[Stored data entries]
━━━

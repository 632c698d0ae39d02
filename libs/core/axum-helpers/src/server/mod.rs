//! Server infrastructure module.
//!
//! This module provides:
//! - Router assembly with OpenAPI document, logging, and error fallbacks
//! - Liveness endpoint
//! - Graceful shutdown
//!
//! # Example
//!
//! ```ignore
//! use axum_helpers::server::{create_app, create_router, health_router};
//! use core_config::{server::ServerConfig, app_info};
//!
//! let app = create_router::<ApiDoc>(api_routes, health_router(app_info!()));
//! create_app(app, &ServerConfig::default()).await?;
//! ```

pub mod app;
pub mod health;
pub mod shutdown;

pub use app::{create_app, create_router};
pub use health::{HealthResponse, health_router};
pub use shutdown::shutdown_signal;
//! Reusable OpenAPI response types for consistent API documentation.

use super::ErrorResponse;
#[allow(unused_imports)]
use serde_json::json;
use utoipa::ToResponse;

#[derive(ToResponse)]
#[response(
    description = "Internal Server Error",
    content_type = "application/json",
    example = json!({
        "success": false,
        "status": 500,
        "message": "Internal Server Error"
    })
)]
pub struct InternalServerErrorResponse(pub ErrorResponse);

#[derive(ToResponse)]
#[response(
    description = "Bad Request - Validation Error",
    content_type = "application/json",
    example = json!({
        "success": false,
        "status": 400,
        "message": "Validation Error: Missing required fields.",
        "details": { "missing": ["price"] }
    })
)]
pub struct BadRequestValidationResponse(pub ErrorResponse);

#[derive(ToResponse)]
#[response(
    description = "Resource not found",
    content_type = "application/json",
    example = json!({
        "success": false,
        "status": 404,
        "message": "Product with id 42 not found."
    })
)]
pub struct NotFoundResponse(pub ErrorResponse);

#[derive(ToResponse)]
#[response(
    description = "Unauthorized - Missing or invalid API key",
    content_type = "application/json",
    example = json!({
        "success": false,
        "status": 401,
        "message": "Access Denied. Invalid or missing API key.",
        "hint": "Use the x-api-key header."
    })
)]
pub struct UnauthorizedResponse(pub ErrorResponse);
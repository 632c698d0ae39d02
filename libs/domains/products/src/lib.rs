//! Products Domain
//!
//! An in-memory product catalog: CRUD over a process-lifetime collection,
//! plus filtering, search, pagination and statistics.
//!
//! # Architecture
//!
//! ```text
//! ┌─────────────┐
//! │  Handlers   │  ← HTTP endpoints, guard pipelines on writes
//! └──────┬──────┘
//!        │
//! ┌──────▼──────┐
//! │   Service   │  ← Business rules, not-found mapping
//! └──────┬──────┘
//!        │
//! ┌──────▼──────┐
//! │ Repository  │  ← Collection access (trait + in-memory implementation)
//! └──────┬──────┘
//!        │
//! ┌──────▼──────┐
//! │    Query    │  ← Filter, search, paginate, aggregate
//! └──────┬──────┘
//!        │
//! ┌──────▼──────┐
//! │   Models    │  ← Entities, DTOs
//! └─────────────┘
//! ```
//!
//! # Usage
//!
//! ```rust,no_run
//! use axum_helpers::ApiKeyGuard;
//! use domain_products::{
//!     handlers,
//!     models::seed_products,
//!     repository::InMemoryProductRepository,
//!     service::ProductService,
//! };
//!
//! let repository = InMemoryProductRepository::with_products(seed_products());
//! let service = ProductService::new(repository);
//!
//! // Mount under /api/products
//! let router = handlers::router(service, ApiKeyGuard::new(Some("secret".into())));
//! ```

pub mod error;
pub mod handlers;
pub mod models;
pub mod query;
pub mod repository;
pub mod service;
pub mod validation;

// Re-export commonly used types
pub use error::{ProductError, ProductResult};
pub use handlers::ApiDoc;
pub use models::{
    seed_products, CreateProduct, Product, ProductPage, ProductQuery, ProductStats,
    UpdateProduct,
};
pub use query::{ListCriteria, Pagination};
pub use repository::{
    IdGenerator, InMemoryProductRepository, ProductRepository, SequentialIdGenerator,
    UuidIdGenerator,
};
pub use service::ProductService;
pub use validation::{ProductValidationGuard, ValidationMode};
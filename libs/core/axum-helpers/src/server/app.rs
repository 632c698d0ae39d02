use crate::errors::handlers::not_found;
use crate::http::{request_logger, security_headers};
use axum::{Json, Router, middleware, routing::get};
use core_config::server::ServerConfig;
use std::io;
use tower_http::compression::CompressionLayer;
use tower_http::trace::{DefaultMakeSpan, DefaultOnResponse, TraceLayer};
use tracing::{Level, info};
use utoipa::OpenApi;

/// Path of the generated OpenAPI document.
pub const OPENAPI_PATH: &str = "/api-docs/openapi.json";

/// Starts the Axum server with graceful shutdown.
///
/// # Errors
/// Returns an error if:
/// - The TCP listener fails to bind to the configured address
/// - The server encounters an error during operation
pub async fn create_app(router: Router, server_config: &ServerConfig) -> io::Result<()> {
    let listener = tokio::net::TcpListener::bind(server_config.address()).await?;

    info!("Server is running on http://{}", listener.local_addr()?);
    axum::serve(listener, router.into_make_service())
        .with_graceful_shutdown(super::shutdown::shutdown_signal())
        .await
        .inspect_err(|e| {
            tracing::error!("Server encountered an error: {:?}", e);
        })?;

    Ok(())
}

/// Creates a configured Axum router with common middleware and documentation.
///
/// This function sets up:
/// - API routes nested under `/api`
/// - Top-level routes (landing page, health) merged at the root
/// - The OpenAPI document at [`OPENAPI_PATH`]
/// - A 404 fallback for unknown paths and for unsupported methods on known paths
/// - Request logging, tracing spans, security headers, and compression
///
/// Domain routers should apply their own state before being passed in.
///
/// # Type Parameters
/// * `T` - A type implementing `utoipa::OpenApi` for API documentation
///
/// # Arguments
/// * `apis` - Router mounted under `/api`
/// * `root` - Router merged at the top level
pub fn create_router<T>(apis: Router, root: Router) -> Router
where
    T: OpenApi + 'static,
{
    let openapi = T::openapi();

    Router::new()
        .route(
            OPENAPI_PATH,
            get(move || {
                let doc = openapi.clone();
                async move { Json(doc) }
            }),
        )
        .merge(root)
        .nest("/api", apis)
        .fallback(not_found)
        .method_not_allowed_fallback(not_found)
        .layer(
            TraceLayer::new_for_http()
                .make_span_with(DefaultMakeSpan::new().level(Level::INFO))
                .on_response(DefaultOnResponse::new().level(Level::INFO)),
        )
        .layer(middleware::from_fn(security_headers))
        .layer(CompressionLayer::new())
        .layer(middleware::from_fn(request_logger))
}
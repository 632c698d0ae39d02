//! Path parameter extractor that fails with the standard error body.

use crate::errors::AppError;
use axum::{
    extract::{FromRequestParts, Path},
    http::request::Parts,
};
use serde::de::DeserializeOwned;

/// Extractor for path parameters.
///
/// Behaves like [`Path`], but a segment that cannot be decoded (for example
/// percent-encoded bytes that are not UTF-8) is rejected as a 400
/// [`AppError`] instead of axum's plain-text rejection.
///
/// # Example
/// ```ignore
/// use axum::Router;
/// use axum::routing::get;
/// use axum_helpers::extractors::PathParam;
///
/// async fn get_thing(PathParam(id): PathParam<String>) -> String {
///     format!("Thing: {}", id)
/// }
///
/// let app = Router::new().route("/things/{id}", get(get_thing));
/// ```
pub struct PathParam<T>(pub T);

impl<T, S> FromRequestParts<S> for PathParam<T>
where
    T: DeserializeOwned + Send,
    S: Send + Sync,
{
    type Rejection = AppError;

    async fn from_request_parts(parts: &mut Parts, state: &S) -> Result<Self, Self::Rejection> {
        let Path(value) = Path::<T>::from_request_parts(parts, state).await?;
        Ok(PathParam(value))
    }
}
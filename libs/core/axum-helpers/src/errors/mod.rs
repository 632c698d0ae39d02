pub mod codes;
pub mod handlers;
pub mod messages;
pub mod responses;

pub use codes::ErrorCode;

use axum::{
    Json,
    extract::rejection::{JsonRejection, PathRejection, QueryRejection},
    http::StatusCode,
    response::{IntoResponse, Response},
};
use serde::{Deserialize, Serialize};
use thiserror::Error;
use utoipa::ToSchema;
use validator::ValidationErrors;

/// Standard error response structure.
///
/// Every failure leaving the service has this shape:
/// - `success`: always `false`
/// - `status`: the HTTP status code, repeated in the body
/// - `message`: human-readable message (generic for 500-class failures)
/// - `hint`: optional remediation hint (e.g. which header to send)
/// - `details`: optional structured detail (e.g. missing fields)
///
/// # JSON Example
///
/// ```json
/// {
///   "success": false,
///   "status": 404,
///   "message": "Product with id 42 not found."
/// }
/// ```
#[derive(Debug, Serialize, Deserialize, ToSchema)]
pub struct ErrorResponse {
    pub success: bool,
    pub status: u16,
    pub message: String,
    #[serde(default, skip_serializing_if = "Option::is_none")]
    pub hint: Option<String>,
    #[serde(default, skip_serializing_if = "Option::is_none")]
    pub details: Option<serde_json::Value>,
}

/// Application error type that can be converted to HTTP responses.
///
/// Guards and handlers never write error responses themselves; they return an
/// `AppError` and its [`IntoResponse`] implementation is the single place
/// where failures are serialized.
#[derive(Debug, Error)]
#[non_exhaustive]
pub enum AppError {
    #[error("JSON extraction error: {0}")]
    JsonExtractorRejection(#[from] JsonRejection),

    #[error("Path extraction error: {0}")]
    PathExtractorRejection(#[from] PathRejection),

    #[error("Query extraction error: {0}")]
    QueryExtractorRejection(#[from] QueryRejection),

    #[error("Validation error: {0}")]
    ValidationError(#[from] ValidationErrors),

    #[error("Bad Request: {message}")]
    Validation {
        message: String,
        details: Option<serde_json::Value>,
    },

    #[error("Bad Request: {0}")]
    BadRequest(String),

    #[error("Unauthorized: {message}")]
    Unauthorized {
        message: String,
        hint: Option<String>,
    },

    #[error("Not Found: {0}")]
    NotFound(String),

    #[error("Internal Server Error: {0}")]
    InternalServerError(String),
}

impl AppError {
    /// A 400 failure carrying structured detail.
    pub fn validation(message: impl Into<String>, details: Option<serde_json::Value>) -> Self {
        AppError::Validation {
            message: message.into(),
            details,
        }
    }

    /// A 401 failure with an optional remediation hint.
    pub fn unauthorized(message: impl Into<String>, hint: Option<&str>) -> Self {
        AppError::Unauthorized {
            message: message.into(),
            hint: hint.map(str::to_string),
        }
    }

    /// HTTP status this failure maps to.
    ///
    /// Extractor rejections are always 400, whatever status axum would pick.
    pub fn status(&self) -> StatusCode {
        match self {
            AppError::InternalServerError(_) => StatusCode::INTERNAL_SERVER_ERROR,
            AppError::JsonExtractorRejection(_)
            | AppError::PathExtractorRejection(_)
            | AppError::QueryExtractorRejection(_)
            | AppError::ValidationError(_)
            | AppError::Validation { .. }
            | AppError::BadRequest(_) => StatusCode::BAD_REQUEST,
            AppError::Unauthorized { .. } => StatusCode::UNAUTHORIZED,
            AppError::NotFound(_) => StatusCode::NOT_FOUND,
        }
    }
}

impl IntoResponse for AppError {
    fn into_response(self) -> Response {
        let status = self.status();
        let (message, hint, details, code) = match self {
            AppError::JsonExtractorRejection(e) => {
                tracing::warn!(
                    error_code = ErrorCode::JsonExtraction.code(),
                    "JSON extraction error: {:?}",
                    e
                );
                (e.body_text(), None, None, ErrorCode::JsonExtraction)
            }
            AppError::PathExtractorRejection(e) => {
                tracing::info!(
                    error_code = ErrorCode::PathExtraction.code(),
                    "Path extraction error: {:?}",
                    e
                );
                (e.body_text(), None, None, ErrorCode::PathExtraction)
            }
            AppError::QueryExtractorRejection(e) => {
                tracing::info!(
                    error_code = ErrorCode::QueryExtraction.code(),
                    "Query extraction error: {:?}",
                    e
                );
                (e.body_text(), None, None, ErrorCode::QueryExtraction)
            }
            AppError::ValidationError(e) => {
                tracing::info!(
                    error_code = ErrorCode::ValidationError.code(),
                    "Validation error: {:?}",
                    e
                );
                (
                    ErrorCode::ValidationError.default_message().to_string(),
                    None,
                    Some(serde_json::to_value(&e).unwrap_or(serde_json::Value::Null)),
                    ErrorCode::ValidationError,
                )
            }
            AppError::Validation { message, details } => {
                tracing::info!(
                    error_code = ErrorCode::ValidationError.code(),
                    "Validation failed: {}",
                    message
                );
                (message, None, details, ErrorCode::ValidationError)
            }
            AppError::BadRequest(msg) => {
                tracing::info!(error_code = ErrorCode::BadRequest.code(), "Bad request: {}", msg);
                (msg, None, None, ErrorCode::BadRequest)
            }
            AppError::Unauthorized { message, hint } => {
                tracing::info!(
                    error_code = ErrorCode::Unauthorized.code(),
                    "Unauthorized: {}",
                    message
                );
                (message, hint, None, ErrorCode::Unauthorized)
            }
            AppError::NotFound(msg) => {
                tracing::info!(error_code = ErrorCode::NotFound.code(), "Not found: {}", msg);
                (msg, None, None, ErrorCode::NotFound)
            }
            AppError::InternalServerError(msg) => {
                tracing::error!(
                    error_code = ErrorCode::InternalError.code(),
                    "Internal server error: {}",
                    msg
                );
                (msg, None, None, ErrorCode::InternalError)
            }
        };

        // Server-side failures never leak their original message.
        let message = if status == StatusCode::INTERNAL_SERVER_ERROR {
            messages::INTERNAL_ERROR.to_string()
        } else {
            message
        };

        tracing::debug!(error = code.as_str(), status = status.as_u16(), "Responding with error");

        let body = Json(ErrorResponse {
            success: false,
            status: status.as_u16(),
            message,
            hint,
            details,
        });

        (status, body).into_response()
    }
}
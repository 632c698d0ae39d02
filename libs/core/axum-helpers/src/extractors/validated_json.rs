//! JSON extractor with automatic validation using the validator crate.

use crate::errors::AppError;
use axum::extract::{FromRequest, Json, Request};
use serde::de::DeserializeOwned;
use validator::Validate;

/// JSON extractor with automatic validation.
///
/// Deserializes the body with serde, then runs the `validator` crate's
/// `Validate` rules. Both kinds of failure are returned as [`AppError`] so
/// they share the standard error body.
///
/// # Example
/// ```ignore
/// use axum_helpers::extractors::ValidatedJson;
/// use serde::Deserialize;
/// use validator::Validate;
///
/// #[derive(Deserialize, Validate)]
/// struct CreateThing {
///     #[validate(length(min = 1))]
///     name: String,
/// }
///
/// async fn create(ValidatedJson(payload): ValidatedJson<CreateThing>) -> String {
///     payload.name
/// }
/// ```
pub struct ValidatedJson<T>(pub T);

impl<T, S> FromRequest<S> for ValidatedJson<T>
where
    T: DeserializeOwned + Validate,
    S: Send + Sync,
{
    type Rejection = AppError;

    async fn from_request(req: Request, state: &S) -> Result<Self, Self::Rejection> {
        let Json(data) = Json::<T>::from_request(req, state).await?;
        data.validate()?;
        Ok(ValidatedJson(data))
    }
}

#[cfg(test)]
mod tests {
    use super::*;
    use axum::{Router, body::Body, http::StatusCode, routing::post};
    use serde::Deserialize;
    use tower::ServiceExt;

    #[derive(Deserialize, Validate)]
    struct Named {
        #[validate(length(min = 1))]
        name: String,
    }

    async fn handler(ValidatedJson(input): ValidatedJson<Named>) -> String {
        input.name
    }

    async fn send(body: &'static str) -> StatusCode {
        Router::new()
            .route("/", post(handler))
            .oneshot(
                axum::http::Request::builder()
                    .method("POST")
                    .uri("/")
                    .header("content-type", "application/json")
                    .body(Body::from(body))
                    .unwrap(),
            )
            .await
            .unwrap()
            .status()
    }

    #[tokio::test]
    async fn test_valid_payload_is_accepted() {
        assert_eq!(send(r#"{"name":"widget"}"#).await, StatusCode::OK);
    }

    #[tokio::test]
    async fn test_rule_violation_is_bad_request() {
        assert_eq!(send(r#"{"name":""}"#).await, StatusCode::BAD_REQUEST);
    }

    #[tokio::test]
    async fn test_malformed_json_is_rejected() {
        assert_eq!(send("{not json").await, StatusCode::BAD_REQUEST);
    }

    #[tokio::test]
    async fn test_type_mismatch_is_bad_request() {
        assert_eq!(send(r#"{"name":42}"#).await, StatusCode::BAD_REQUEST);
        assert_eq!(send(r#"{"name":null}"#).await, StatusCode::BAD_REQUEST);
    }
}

━━━

▶ **Description of the task**: Within the records, in how many lines does the string "TraceLayer" occur? Give the number and no other text.

▶ **Expected answer**: 2